> _EXERCISE_
The answer must consist of every line below that holds the word "HashMap".

*** SUPPLIED RECORDS ***

//! DBGp XML payload parsing
//!
//! Parses message payloads into a generic attribute/text/child tree and
//! decodes `property` elements into [`VariableInfo`] values.

use std::collections::HashMap;

use base64::{engine::general_purpose::STANDARD, Engine as _};
use quick_xml::events::Event;
use quick_xml::Reader;
use serde_json::Value;

use crate::common::{Error, Result};

use super::types::VariableInfo;

/// Generic XML element tree
#[derive(Debug, Clone, Default)]
pub struct XmlElement {
    /// Local element name, namespace prefix stripped
    pub name: String,
    pub attributes: HashMap<String, String>,
    pub text: String,
    pub children: Vec<XmlElement>,
}

impl XmlElement {
    /// Attribute value by name
    pub fn attr(&self, name: &str) -> Option<&str> {
        self.attributes.get(name).map(String::as_str)
    }

    /// First child with the given local name
    pub fn child(&self, name: &str) -> Option<&XmlElement> {
        self.children.iter().find(|c| c.name == name)
    }

    /// All children with the given local name
    pub fn children_named<'a>(&'a self, name: &'a str) -> impl Iterator<Item = &'a XmlElement> {
        self.children.iter().filter(move |c| c.name == name)
    }
}

fn local_name(raw: &[u8]) -> String {
    let full = String::from_utf8_lossy(raw);
    match full.rsplit_once(':') {
        Some((_, local)) => local.to_string(),
        None => full.into_owned(),
    }
}

fn element_from(e: &quick_xml::events::BytesStart<'_>) -> Result<XmlElement> {
    let mut attributes = HashMap::new();
    for attr in e.attributes() {
        let attr = attr.map_err(|e| Error::Protocol(format!("bad XML attribute: {e}")))?;
        let key = local_name(attr.key.as_ref());
        let value = attr
            .unescape_value()
            .map_err(|e| Error::Protocol(format!("bad XML attribute value: {e}")))?
            .into_owned();
        attributes.insert(key, value);
    }

    Ok(XmlElement {
        name: local_name(e.name().as_ref()),
        attributes,
        text: String::new(),
        children: Vec::new(),
    })
}

/// Parse one XML document into an element tree
pub fn parse(xml: &str) -> Result<XmlElement> {
    let mut reader = Reader::from_str(xml);
    reader.trim_text(true);

    let mut stack: Vec<XmlElement> = Vec::new();
    let mut root: Option<XmlElement> = None;

    loop {
        match reader.read_event() {
            Ok(Event::Start(e)) => stack.push(element_from(&e)?),
            Ok(Event::Empty(e)) => {
                let element = element_from(&e)?;
                attach(&mut stack, &mut root, element);
            }
            Ok(Event::End(_)) => {
                let element = stack
                    .pop()
                    .ok_or_else(|| Error::Protocol("unbalanced XML close tag".to_string()))?;
                attach(&mut stack, &mut root, element);
            }
            Ok(Event::Text(t)) => {
                if let Some(top) = stack.last_mut() {
                    let text = t
                        .unescape()
                        .map_err(|e| Error::Protocol(format!("bad XML text: {e}")))?;
                    top.text.push_str(&text);
                }
            }
            Ok(Event::CData(c)) => {
                if let Some(top) = stack.last_mut() {
                    top.text
                        .push_str(&String::from_utf8_lossy(&c.into_inner()));
                }
            }
            Ok(Event::Eof) => break,
            Ok(_) => {}
            Err(e) => return Err(Error::Protocol(format!("invalid XML: {e}"))),
        }
    }

    root.ok_or_else(|| Error::Protocol("empty XML document".to_string()))
}

fn attach(stack: &mut Vec<XmlElement>, root: &mut Option<XmlElement>, element: XmlElement) {
    match stack.last_mut() {
        Some(parent) => parent.children.push(element),
        None => {
            if root.is_none() {
                *root = Some(element);
            }
        }
    }
}

/// Decode a `property` element into a [`VariableInfo`]
///
/// Base64-encoded text is decoded to UTF-8; scalar values are coerced to
/// their declared type. A `size` attribute larger than the decoded text
/// marks the value as truncated.
pub fn decode_property(el: &XmlElement) -> VariableInfo {
    let name = el
        .attr("name")
        .or_else(|| el.attr("fullname"))
        .unwrap_or_default()
        .to_string();
    let var_type = el.attr("type").unwrap_or("string").to_string();

    let text = decode_text(el);

    let children: Vec<VariableInfo> = el
        .children_named("property")
        .map(decode_property)
        .collect();

    let numchildren = el.attr("numchildren").and_then(|n| n.parse().ok());
    let truncated = el
        .attr("size")
        .and_then(|s| s.parse::<usize>().ok())
        .map_or(false, |size| size > text.len());

    let value = if children.is_empty() {
        coerce_scalar(&var_type, &text)
    } else {
        None
    };

    VariableInfo {
        name,
        var_type,
        value,
        children: if children.is_empty() { None } else { Some(children) },
        classname: el.attr("classname").map(str::to_string),
        fullname: el.attr("fullname").map(str::to_string),
        numchildren,
        truncated,
    }
}

/// Element text with base64 decoding applied when declared
pub fn decode_text(el: &XmlElement) -> String {
    let raw = el.text.trim();
    if el.attr("encoding") == Some("base64") {
        match STANDARD.decode(raw) {
            Ok(bytes) => String::from_utf8_lossy(&bytes).into_owned(),
            Err(_) => raw.to_string(),
        }
    } else {
        raw.to_string()
    }
}

fn coerce_scalar(var_type: &str, text: &str) -> Option<Value> {
    match var_type {
        "int" | "integer" => Some(
            text.parse::<i64>()
                .map(Value::from)
                .unwrap_or_else(|_| Value::String(text.to_string())),
        ),
        "float" | "double" => Some(
            text.parse::<f64>()
                .ok()
                .and_then(|f| serde_json::Number::from_f64(f).map(Value::Number))
                .unwrap_or_else(|| Value::String(text.to_string())),
        ),
        "bool" | "boolean" => {
            Some(Value::Bool(text == "1" || text.eq_ignore_ascii_case("true")))
        }
        "null" | "uninitialized" => None,
        "resource" => Some(Value::String(format!("[resource: {text}]"))),
        _ => Some(Value::String(text.to_string())),
    }
}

*** End of SUPPLIED RECORDS ***

> _RESPONSE AREA_
use std::collections::HashMap;
    pub attributes: HashMap<String, String>,
    let mut attributes = HashMap::new();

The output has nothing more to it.